### [What is expected]
Whenever the word "Result" appears in a line of the data below, copy that line.

### [Stored data entries]
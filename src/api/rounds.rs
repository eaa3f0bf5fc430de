use crate::api::{parse_address, AppState};
use crate::domain::{Bid, OptionBuyer, OptionRound};
use crate::error::AppError;
use axum::extract::{Path, State};
use axum::Json;
use serde::Serialize;

#[derive(Debug, Serialize)]
#[serde(rename_all = "camelCase")]
pub struct RoundResponse {
    pub address: String,
    pub vault_address: String,
    pub round_id: u64,
    pub state: String,
    pub deployed_block: u64,
    pub auction_start_date: u64,
    pub auction_end_date: u64,
    pub settlement_date: u64,
    pub strike_price: String,
    pub cap_level: String,
    pub reserve_price: String,
    pub available_options: String,
    pub starting_liquidity: String,
    pub queued_liquidity: String,
    pub clearing_price: String,
    pub clearing_nonce: u64,
    pub options_sold: String,
    pub unsold_liquidity: String,
    pub premiums: String,
    pub settlement_price: String,
    pub payout_per_option: String,
    pub total_payout: String,
    pub remaining_liquidity: String,
}

impl From<OptionRound> for RoundResponse {
    fn from(r: OptionRound) -> Self {
        Self {
            address: r.address.to_string(),
            vault_address: r.vault_address.to_string(),
            round_id: r.round_id,
            state: r.state.as_str().to_string(),
            deployed_block: r.deployed_block.as_u64(),
            auction_start_date: r.auction_start_date,
            auction_end_date: r.auction_end_date,
            settlement_date: r.settlement_date,
            strike_price: r.strike_price.to_string(),
            cap_level: r.cap_level.to_string(),
            reserve_price: r.reserve_price.to_string(),
            available_options: r.available_options.to_string(),
            starting_liquidity: r.starting_liquidity.to_string(),
            queued_liquidity: r.queued_liquidity.to_string(),
            clearing_price: r.clearing_price.to_string(),
            clearing_nonce: r.clearing_nonce,
            options_sold: r.options_sold.to_string(),
            unsold_liquidity: r.unsold_liquidity.to_string(),
            premiums: r.premiums.to_string(),
            settlement_price: r.settlement_price.to_string(),
            payout_per_option: r.payout_per_option.to_string(),
            total_payout: r.total_payout.to_string(),
            remaining_liquidity: r.remaining_liquidity.to_string(),
        }
    }
}

#[derive(Debug, Serialize)]
#[serde(rename_all = "camelCase")]
pub struct BidDto {
    pub bid_id: String,
    pub buyer: String,
    pub amount: String,
    pub price: String,
    pub nonce: u64,
    pub placed_block: u64,
}

impl From<Bid> for BidDto {
    fn from(b: Bid) -> Self {
        Self {
            bid_id: b.bid_id,
            buyer: b.buyer.to_string(),
            amount: b.amount.to_string(),
            price: b.price.to_string(),
            nonce: b.nonce,
            placed_block: b.placed_block.as_u64(),
        }
    }
}

#[derive(Debug, Serialize)]
#[serde(rename_all = "camelCase")]
pub struct BidsResponse {
    pub round_address: String,
    /// Highest price first, earliest nonce first within a price.
    pub bids: Vec<BidDto>,
}

#[derive(Debug, Serialize)]
#[serde(rename_all = "camelCase")]
pub struct BuyerResponse {
    pub round_address: String,
    pub address: String,
    pub mintable_options: String,
    pub refundable_amount: String,
    pub has_minted: bool,
    pub has_refunded: bool,
    pub has_exercised: bool,
}

impl From<OptionBuyer> for BuyerResponse {
    fn from(b: OptionBuyer) -> Self {
        Self {
            round_address: b.round_address.to_string(),
            address: b.address.to_string(),
            mintable_options: b.mintable_options.to_string(),
            refundable_amount: b.refundable_amount.to_string(),
            has_minted: b.has_minted,
            has_refunded: b.has_refunded,
            has_exercised: b.has_exercised,
        }
    }
}

pub async fn get_round(
    Path(address): Path<String>,
    State(state): State<AppState>,
) -> Result<Json<RoundResponse>, AppError> {
    let address = parse_address(&address, "round")?;
    let round = state
        .repo
        .get_round(&address)
        .await?
        .ok_or_else(|| AppError::NotFound(format!("Round {}", address)))?;
    Ok(Json(round.into()))
}

pub async fn get_bids(
    Path(address): Path<String>,
    State(state): State<AppState>,
) -> Result<Json<BidsResponse>, AppError> {
    let address = parse_address(&address, "round")?;
    let (round, bids) = futures::try_join!(
        state.repo.get_round(&address),
        state.repo.list_bids(&address),
    )?;
    if round.is_none() {
        return Err(AppError::NotFound(format!("Round {}", address)));
    }
    Ok(Json(BidsResponse {
        round_address: address.to_string(),
        bids: bids.into_iter().map(BidDto::from).collect(),
    }))
}

pub async fn get_buyer(
    Path((address, buyer)): Path<(String, String)>,
    State(state): State<AppState>,
) -> Result<Json<BuyerResponse>, AppError> {
    let address = parse_address(&address, "round")?;
    let buyer = parse_address(&buyer, "buyer")?;
    let position = state
        .repo
        .get_buyer(&address, &buyer)
        .await?
        .ok_or_else(|| AppError::NotFound(format!("Buyer {} in round {}", buyer, address)))?;
    Ok(Json(position.into()))
}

### [Worked solution]
) -> Result<Json<RoundResponse>, AppError> {
) -> Result<Json<BidsResponse>, AppError> {
) -> Result<Json<BuyerResponse>, AppError> {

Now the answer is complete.